Listed entries:
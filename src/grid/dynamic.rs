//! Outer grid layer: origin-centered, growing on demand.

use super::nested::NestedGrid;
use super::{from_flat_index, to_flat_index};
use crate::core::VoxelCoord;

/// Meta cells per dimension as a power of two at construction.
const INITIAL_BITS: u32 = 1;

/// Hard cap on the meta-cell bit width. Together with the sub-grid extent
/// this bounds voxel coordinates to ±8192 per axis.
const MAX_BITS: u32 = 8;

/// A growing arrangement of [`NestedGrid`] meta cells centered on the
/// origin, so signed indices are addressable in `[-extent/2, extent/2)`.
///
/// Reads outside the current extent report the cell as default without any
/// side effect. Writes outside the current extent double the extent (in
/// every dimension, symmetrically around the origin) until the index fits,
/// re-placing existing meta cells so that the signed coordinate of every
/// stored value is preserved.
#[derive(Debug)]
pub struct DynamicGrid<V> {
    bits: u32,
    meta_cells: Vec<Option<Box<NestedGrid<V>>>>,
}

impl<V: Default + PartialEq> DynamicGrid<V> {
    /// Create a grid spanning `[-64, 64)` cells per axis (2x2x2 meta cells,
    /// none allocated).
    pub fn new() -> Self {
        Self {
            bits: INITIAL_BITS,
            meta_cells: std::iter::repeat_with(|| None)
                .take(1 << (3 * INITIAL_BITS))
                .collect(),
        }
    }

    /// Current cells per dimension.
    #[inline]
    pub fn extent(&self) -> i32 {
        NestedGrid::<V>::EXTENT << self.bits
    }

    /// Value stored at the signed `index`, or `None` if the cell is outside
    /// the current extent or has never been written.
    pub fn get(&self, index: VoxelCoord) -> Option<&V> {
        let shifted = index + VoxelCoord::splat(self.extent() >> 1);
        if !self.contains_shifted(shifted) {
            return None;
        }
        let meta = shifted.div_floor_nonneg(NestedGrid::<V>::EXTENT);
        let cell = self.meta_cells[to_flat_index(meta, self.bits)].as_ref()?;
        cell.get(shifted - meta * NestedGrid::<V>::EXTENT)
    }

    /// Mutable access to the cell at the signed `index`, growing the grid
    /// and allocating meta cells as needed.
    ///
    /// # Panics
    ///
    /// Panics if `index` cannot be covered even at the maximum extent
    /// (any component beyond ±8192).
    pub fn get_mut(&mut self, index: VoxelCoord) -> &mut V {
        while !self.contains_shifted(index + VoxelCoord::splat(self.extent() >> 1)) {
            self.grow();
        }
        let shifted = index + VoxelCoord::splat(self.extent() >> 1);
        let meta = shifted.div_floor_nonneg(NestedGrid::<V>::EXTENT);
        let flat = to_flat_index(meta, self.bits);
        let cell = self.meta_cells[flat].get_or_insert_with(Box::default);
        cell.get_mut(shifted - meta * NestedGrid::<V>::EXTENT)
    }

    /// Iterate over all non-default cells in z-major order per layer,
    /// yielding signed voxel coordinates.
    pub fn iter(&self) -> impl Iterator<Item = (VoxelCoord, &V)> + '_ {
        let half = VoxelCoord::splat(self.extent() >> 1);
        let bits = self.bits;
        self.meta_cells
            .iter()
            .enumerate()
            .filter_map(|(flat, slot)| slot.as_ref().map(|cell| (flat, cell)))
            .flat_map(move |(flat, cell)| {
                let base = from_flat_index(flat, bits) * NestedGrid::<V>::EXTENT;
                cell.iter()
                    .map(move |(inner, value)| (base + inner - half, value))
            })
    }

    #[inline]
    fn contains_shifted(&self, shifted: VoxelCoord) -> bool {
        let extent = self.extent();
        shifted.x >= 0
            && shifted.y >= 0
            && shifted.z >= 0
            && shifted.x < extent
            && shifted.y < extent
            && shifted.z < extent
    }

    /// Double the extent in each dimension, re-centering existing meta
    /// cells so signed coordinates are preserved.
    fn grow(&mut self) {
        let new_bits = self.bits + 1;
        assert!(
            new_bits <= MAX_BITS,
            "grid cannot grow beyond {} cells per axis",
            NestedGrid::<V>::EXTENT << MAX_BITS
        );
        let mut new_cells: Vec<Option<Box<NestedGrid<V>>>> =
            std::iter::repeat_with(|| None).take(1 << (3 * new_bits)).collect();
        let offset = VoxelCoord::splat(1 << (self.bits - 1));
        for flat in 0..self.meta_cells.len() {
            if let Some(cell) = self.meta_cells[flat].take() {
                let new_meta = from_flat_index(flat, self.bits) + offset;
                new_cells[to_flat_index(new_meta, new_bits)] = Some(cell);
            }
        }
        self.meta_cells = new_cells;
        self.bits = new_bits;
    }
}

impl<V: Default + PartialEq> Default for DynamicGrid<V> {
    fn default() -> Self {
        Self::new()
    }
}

Exercise details: The result consists of the line with "let new_meta = from_flat_index(flat, self.bits)" through the last line of the entries above, repeated exactly and with nothing else.

Solved exercise:
                let new_meta = from_flat_index(flat, self.bits) + offset;
                new_cells[to_flat_index(new_meta, new_bits)] = Some(cell);
            }
        }
        self.meta_cells = new_cells;
        self.bits = new_bits;
    }
}

impl<V: Default + PartialEq> Default for DynamicGrid<V> {
    fn default() -> Self {
        Self::new()
    }
}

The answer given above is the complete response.